Barnes valued Karinshak for her sense of humor, among other things. “It was such a pressure-cooker environment that if you couldn’t pause to laugh every now and then you’d go crazy,” he says. “Zahra disarms you with her humor and her graciousness.”
After Barnes’ ouster, she went to work for the U.S. Attorney’s Office in the Northern District of Georgia in 2003. “I was focused on violent crime,” she says. “I was involved in two task forces I’m proud of: Project Safe Neighborhoods, which identified and focused prosecution on repeat offenders in gun-crime hot spots, and the Human Trafficking Task Force, the first one that focused on the trafficking of children for the purposes of prostitution. Sadly, Atlanta is a hub for sex trafficking.”
She especially enjoyed working with federal agents. “It was like being back in the military,” she says. “They’re highly dedicated to their mission, and they’re not paid enough.”
In 2011, Karinshak joined Krevolin & Horst, where she works on white-collar criminal defense, whistleblower cases and complex civil litigation. “Some of my whistleblower clients are people who have had a moment of moral clarity, but most of them were fired from their jobs,” she says. “I handle securities fraud, bank fraud, financial aid for students. ... Medicare and Medicaid fraud—that’s really rampant. I represent a lot of government employees who have been fired from their agencies.”
One of her first clients at the firm was whistleblower Vincent Cefalu, a special agent with the Bureau of Alcohol, Tobacco and Firearms, who began voicing concerns about corruption and Operation Fast and Furious. “He had been a Marine, so he was a duty-honor-country guy,” she says. “I went out [to California] to represent him. As luck would have it, the judge was a Jimmy Carter appointee, so we had a Georgia connection.” On the eve of the trial, the agency settled.

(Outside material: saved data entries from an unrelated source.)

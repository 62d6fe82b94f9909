//! Collection operations and aggregates.
//!
//! Scalars behave as one-element lists: `size` is 1, `get(0)` is the value
//! itself, and aggregates over a scalar see just that value. Void behaves as
//! an empty collection.

use core::cmp::Ordering;

use indexmap::IndexMap;

use super::value::{Data, Value};
use crate::errors::{Error, ErrorKind, Result};
use crate::types::Type;

const MILLIS_PER_DAY: i64 = 86_400_000;

/// Largest range that will be expanded into a list.
const MAX_RANGE_LEN: u64 = 10_000_000;

fn index_of(key: &Value) -> Result<Option<usize>> {
    Ok(usize::try_from(key.to_integer()?).ok())
}

fn range_len(from: &Value, to: &Value) -> Result<u64> {
    let (from, to) = (from.forced()?, to.forced()?);
    match (from.data(), to.data()) {
        (Data::Integer(a), Data::Integer(b)) => Ok(a.abs_diff(*b).saturating_add(1)),
        (Data::Date(a), Data::Date(b)) => Ok(a.abs_diff(*b) / MILLIS_PER_DAY as u64 + 1),
        (Data::String(a), Data::String(b)) => match (single_char(a), single_char(b)) {
            (Some(a), Some(b)) => Ok((a as u64).abs_diff(b as u64) + 1),
            _ => Err(Error::invalid_operands("range", Type::String, Type::String)),
        },
        (a, b) => Err(Error::invalid_operands("range", a.ty(), b.ty())),
    }
}

fn single_char(s: &str) -> Option<char> {
    let mut chars = s.chars();
    match (chars.next(), chars.next()) {
        (Some(c), None) => Some(c),
        _ => None,
    }
}

fn range_items(from: &Value, to: &Value) -> Result<Vec<Value>> {
    let len = range_len(from, to)?;
    if len > MAX_RANGE_LEN {
        return Err(Error::new(
            ErrorKind::InvalidOperation,
            format!("Range of {} elements is too large to expand", len),
        ));
    }
    let (from, to) = (from.forced()?, to.forced()?);
    let (start, end, step) = match (from.data(), to.data()) {
        (Data::Integer(a), Data::Integer(b)) => (*a, *b, 1),
        (Data::Date(a), Data::Date(b)) => (*a, *b, MILLIS_PER_DAY),
        (Data::String(a), Data::String(b)) => match (single_char(a), single_char(b)) {
            (Some(a), Some(b)) => (a as i64, b as i64, 1),
            _ => return Err(Error::invalid_operands("range", Type::String, Type::String)),
        },
        (a, b) => return Err(Error::invalid_operands("range", a.ty(), b.ty())),
    };
    let make = |n: i64| match from.data() {
        Data::Date(_) => Value::date(n),
        Data::String(_) => u32::try_from(n)
            .ok()
            .and_then(char::from_u32)
            .map_or_else(Value::void, |c| Value::string(c.to_string())),
        _ => Value::integer(n),
    };
    let step = if start <= end { step } else { -step };
    Ok((0..len as i64).map(|i| make(start + i * step)).collect())
}

fn within(value: &Value, from: &Value, to: &Value) -> Result<bool> {
    let (low, high) = match from.compare(to)? {
        Ordering::Greater => (to, from),
        _ => (from, to),
    };
    Ok(value.compare(low)? != Ordering::Less && value.compare(high)? != Ordering::Greater)
}

fn sort_values(items: &mut [Value]) -> Result<()> {
    let mut failure = None;
    items.sort_by(|a, b| {
        a.compare(b).unwrap_or_else(|err| {
            failure.get_or_insert(err);
            Ordering::Equal
        })
    });
    match failure {
        Some(err) => Err(err),
        None => Ok(()),
    }
}

/// Rebuild a collection of the same kind from `items`.
fn same_kind(original: &Value, items: Vec<Value>) -> Value {
    match original.data() {
        Data::Sequence(_) => Value::sequence(items),
        _ => Value::list(items),
    }
}

impl Value {
    /// Number of elements. Scalars have size 1, void and null size 0.
    pub fn size(&self) -> Result<usize> {
        let value = self.forced()?;
        Ok(match value.data() {
            Data::Void | Data::Null(_) | Data::Error(_) => 0,
            Data::String(s) => s.chars().count(),
            Data::List(items) | Data::Sequence(items) => items.len(),
            Data::Map(entries) => entries.len(),
            Data::Range(from, to) => usize::try_from(range_len(from, to)?).unwrap_or(usize::MAX),
            Data::Queue(queue) => queue.len(),
            Data::Uri(uri) => uri.resource()?.size()?,
            _ => 1,
        })
    }

    pub fn is_empty(&self) -> bool {
        self.size().map_or(true, |n| n == 0)
    }

    /// Element at an index (lists, strings, ranges, queues) or key (maps).
    /// Missing elements read as void.
    pub fn get(&self, key: &Value) -> Result<Value> {
        let value = self.forced()?;
        let found = match value.data() {
            Data::Void | Data::Null(_) => None,
            Data::Map(entries) => entries.get(key.to_human_string().as_str()).cloned(),
            Data::List(items) | Data::Sequence(items) => {
                index_of(key)?.and_then(|i| items.get(i).cloned())
            }
            Data::String(s) => index_of(key)?
                .and_then(|i| s.chars().nth(i))
                .map(|c| Value::string(c.to_string())),
            Data::Range(..) | Data::Queue(_) => {
                let items = value.to_list()?;
                index_of(key)?.and_then(|i| items.get(i).cloned())
            }
            Data::Uri(_) => return Err(Error::invalid_operation("get", Type::Uri)),
            _ => (index_of(key)? == Some(0)).then(|| value.clone()),
        };
        Ok(found.unwrap_or_else(Value::void))
    }

    /// A copy with the element at `key` replaced. Setting one past the end
    /// of a list appends.
    pub fn set(&self, key: &Value, item: &Value) -> Result<Value> {
        let value = self.forced()?;
        match value.data() {
            Data::Map(entries) => {
                let mut entries = entries.clone();
                entries.insert(key.to_human_string(), item.clone());
                Ok(Value::map(entries))
            }
            Data::List(items) | Data::Sequence(items) => {
                let mut items = items.clone();
                match index_of(key)? {
                    Some(i) if i < items.len() => items[i] = item.clone(),
                    Some(i) if i == items.len() => items.push(item.clone()),
                    _ => {
                        return Err(Error::new(
                            ErrorKind::InvalidOperation,
                            format!(
                                "Index {} out of bounds (length: {})",
                                key.to_human_string(),
                                items.len()
                            ),
                        ));
                    }
                }
                Ok(same_kind(&value, items))
            }
            other => Err(Error::invalid_operation("set", other.ty())),
        }
    }

    pub fn append(&self, item: &Value) -> Result<Value> {
        let value = self.forced()?;
        match value.data() {
            Data::Void => Ok(Value::list(vec![item.clone()])),
            Data::List(items) | Data::Sequence(items) => {
                let mut items = items.clone();
                items.push(item.clone());
                Ok(same_kind(&value, items))
            }
            Data::Map(_) => match item.forced()?.data() {
                Data::Map(_) => value.plus(item),
                other => Err(Error::invalid_operands("append", Type::Map, other.ty())),
            },
            Data::String(s) => Ok(Value::string(format!("{}{}", s, item.to_human_string()))),
            Data::Queue(_) | Data::Uri(_) => Err(Error::invalid_operation("append", value.ty())),
            _ => Ok(Value::list(vec![value.clone(), item.clone()])),
        }
    }

    pub fn prepend(&self, item: &Value) -> Result<Value> {
        let value = self.forced()?;
        match value.data() {
            Data::Void => Ok(Value::list(vec![item.clone()])),
            Data::List(items) | Data::Sequence(items) => {
                let mut prepended = Vec::with_capacity(items.len() + 1);
                prepended.push(item.clone());
                prepended.extend(items.iter().cloned());
                Ok(same_kind(&value, prepended))
            }
            Data::String(s) => Ok(Value::string(format!("{}{}", item.to_human_string(), s))),
            Data::Map(_) | Data::Queue(_) | Data::Uri(_) => {
                Err(Error::invalid_operation("prepend", value.ty()))
            }
            _ => Ok(Value::list(vec![item.clone(), value.clone()])),
        }
    }

    /// Remove every element equal to `item` (lists), the key `item`
    /// (maps) or every occurrence of its text (strings).
    pub fn remove(&self, item: &Value) -> Result<Value> {
        let value = self.forced()?;
        match value.data() {
            Data::List(_) | Data::Sequence(_) | Data::String(_) | Data::Map(_) => value.minus(item),
            Data::Void => Ok(value.clone()),
            other => Err(Error::invalid_operation("remove", other.ty())),
        }
    }

    pub fn contains_value(&self, item: &Value) -> Result<bool> {
        let value = self.forced()?;
        Ok(match value.data() {
            Data::Void | Data::Null(_) | Data::Error(_) => false,
            Data::List(items) | Data::Sequence(items) => items.iter().any(|v| v == item),
            Data::Map(entries) => entries.values().any(|v| v == item),
            Data::String(s) => s.contains(item.to_human_string().as_str()),
            Data::Range(from, to) => within(item, from, to)?,
            Data::Queue(queue) => queue.snapshot().iter().any(|v| v == item),
            _ => value == *item,
        })
    }

    pub fn contains_key(&self, key: &Value) -> Result<bool> {
        let value = self.forced()?;
        Ok(match value.data() {
            Data::Map(entries) => entries.contains_key(key.to_human_string().as_str()),
            Data::List(items) | Data::Sequence(items) => {
                index_of(key)?.is_some_and(|i| i < items.len())
            }
            Data::String(s) => index_of(key)?.is_some_and(|i| i < s.chars().count()),
            _ => false,
        })
    }

    pub fn has(&self, key: &str) -> Result<bool> {
        self.contains_key(&Value::string(key))
    }

    /// Map builder: a copy with `key` bound to `item`. Void starts a new map.
    pub fn with(&self, key: &str, item: Value) -> Result<Value> {
        let value = self.forced()?;
        match value.data() {
            Data::Void | Data::Null(_) => Ok(Value::map_from([(key, item)])),
            Data::Map(entries) => {
                let mut entries = entries.clone();
                entries.insert(key.to_string(), item);
                Ok(Value::map(entries))
            }
            other => Err(Error::invalid_operation("with", other.ty())),
        }
    }

    pub fn keys(&self) -> Result<Value> {
        let value = self.forced()?;
        Ok(match value.data() {
            Data::Map(entries) => Value::list(entries.keys().map(Value::string).collect()),
            Data::List(items) | Data::Sequence(items) => {
                Value::list((0..items.len() as i64).map(Value::integer).collect())
            }
            _ => Value::list(Vec::new()),
        })
    }

    /// Elements as a vector. Ranges expand, maps become single-entry maps.
    pub fn to_list(&self) -> Result<Vec<Value>> {
        let value = self.forced()?;
        Ok(match value.data() {
            Data::Void => Vec::new(),
            Data::List(items) | Data::Sequence(items) => items.clone(),
            Data::Range(from, to) => range_items(from, to)?,
            Data::Queue(queue) => queue.snapshot(),
            Data::Uri(uri) => uri.resource()?.all()?,
            Data::Map(entries) => entries
                .iter()
                .map(|(k, v)| Value::map_from([(k.clone(), v.clone())]))
                .collect(),
            _ => vec![value.clone()],
        })
    }

    pub fn to_map(&self) -> Result<IndexMap<String, Value>> {
        let value = self.forced()?;
        Ok(match value.data() {
            Data::Void => IndexMap::new(),
            Data::Map(entries) => entries.clone(),
            Data::List(_) | Data::Sequence(_) | Data::Range(..) | Data::Queue(_) => value
                .to_list()?
                .into_iter()
                .enumerate()
                .map(|(i, v)| (i.to_string(), v))
                .collect(),
            _ => IndexMap::from([("value".to_string(), value.clone())]),
        })
    }

    pub fn first(&self) -> Result<Value> {
        Ok(self.to_list()?.into_iter().next().unwrap_or_else(Value::void))
    }

    pub fn last(&self) -> Result<Value> {
        Ok(self.to_list()?.pop().unwrap_or_else(Value::void))
    }

    /// Apply `f` to each element. Failures become error values in place.
    pub fn each(&self, f: impl Fn(&Value) -> Result<Value>) -> Result<Value> {
        let items = self.to_list()?;
        Ok(Value::list(
            items
                .iter()
                .map(|item| f(item).unwrap_or_else(Value::failure))
                .collect(),
        ))
    }

    /// Feed this value to `f`. A failure is attached to this value instead.
    pub fn pipe(&self, f: impl FnOnce(&Value) -> Result<Value>) -> Value {
        f(self).unwrap_or_else(|err| self.with_error(err))
    }

    /// `fallback` if this value is void, else this value.
    pub fn default(&self, fallback: &Value) -> Value {
        if self.is_void() {
            fallback.clone()
        } else {
            self.clone()
        }
    }

    pub fn sum(&self) -> Result<Value> {
        let mut items = self.to_list()?.into_iter();
        let Some(first) = items.next() else {
            return Ok(Value::integer(0));
        };
        items.try_fold(first, |total, item| total.plus(&item))
    }

    pub fn product(&self) -> Result<Value> {
        let mut items = self.to_list()?.into_iter();
        let Some(first) = items.next() else {
            return Ok(Value::integer(1));
        };
        items.try_fold(first, |total, item| total.multiply(&item))
    }

    pub fn min(&self) -> Result<Value> {
        let mut best: Option<Value> = None;
        for item in self.to_list()? {
            best = match best {
                Some(current) if current.compare(&item)? != Ordering::Greater => Some(current),
                _ => Some(item),
            };
        }
        Ok(best.unwrap_or_else(Value::void))
    }

    pub fn max(&self) -> Result<Value> {
        let mut best: Option<Value> = None;
        for item in self.to_list()? {
            best = match best {
                Some(current) if current.compare(&item)? != Ordering::Less => Some(current),
                _ => Some(item),
            };
        }
        Ok(best.unwrap_or_else(Value::void))
    }

    pub fn avg(&self) -> Result<Value> {
        let count = self.to_list()?.len();
        if count == 0 {
            return Ok(Value::void());
        }
        self.sum()?.divide(&Value::integer(count as i64))
    }

    pub fn sort(&self) -> Result<Value> {
        let value = self.forced()?;
        let mut items = value.to_list()?;
        sort_values(&mut items)?;
        Ok(same_kind(&value, items))
    }

    pub fn reverse(&self) -> Result<Value> {
        let value = self.forced()?;
        match value.data() {
            Data::String(_) | Data::Range(..) => value.negate(),
            _ => {
                let mut items = value.to_list()?;
                items.reverse();
                Ok(same_kind(&value, items))
            }
        }
    }

    /// Elements with later duplicates removed.
    pub fn unique(&self) -> Result<Value> {
        let value = self.forced()?;
        let mut seen: Vec<Value> = Vec::new();
        for item in value.to_list()? {
            if !seen.contains(&item) {
                seen.push(item);
            }
        }
        Ok(same_kind(&value, seen))
    }
}
//! Core runtime for the Dollar expression language.
//!
//! The pieces a parser or host needs to evaluate Dollar programs live here:
//! dynamically typed [`values::Value`]s, deferred computations
//! ([`lambda`]), lexical [`scope::Scope`]s with reactive notification,
//! a learned [`prediction::TypeLearner`], and the [`api::Runtime`] that ties
//! configuration and host services together.

pub mod api;
pub mod casting;
pub mod errors;
pub mod lambda;
pub mod prediction;
pub mod scope;
pub mod source;
pub mod store;
pub mod types;
pub mod values;

pub(crate) mod sync;

pub use api::{Runtime, RuntimeOptions};
pub use errors::{Error, ErrorKind, Result};
pub use scope::Scope;
pub use source::SourceSegment;
pub use types::Type;
pub use values::Value;
mod collection;
pub mod date;
mod display;
mod json;
mod operators;
pub mod queue;
pub mod stream;
pub mod uri;
mod value;

pub use queue::QueueResource;
pub use stream::{StreamResource, Subscriber};
pub use uri::{QueueUriHandler, Uri, UriHandler, UriRegistry};
pub use value::{CONSTRAINT_META, Data, Value};

#[cfg(test)]
mod value_test;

Karinshak also serves on the Criminal Justice Act panel for the Northern District of Georgia, where she offers her services to indigent defendants facing federal prosecution.
“Zahra has a very down-to-earth style,” says Natasha Perdew Silas, a senior litigator with the Federal Defender Program. “She works with an eye toward the mitigating factor. She’s the kind of attorney who can sit across from you in a conference room and work to hammer out the most just result, not only the winning result. She’s so compassionate that she worries about how cases will affect people; she looks for the humanity in a case rather than just sticking to a script.”
Douglas Chandler, of Chandler & Moore Law, went to high school with Karinshak and now collaborates with her from time to time. “There really are too many great qualities about Zahra, but the absolute best quality is that she will always treat you the way she wants to be treated, and you can take what Zahra tells you to the bank,” he says. “In a day and time when distrust among lawyers abounds, you can count on Zahra’s word. She is a handshake lawyer. If she tells you she is going to do something, you can believe she will follow through.”
When she is not pacing the courtroom, Karinshak spends time with her husband, who is a vice president of Coca-Cola, and their two teenage daughters at their Lawrenceville home. “My life has been a series of blessings and mentors who invested in me,” she says. “If Buddy Darden hadn’t tapped me for the Academy, I would’ve never escaped poverty. Instead I saw the world and met this great guy from up north, and now I get to do what I love in a Midtown law firm.
“I came from nothing,” she adds. “I wouldn’t have even known how to dream any of this.”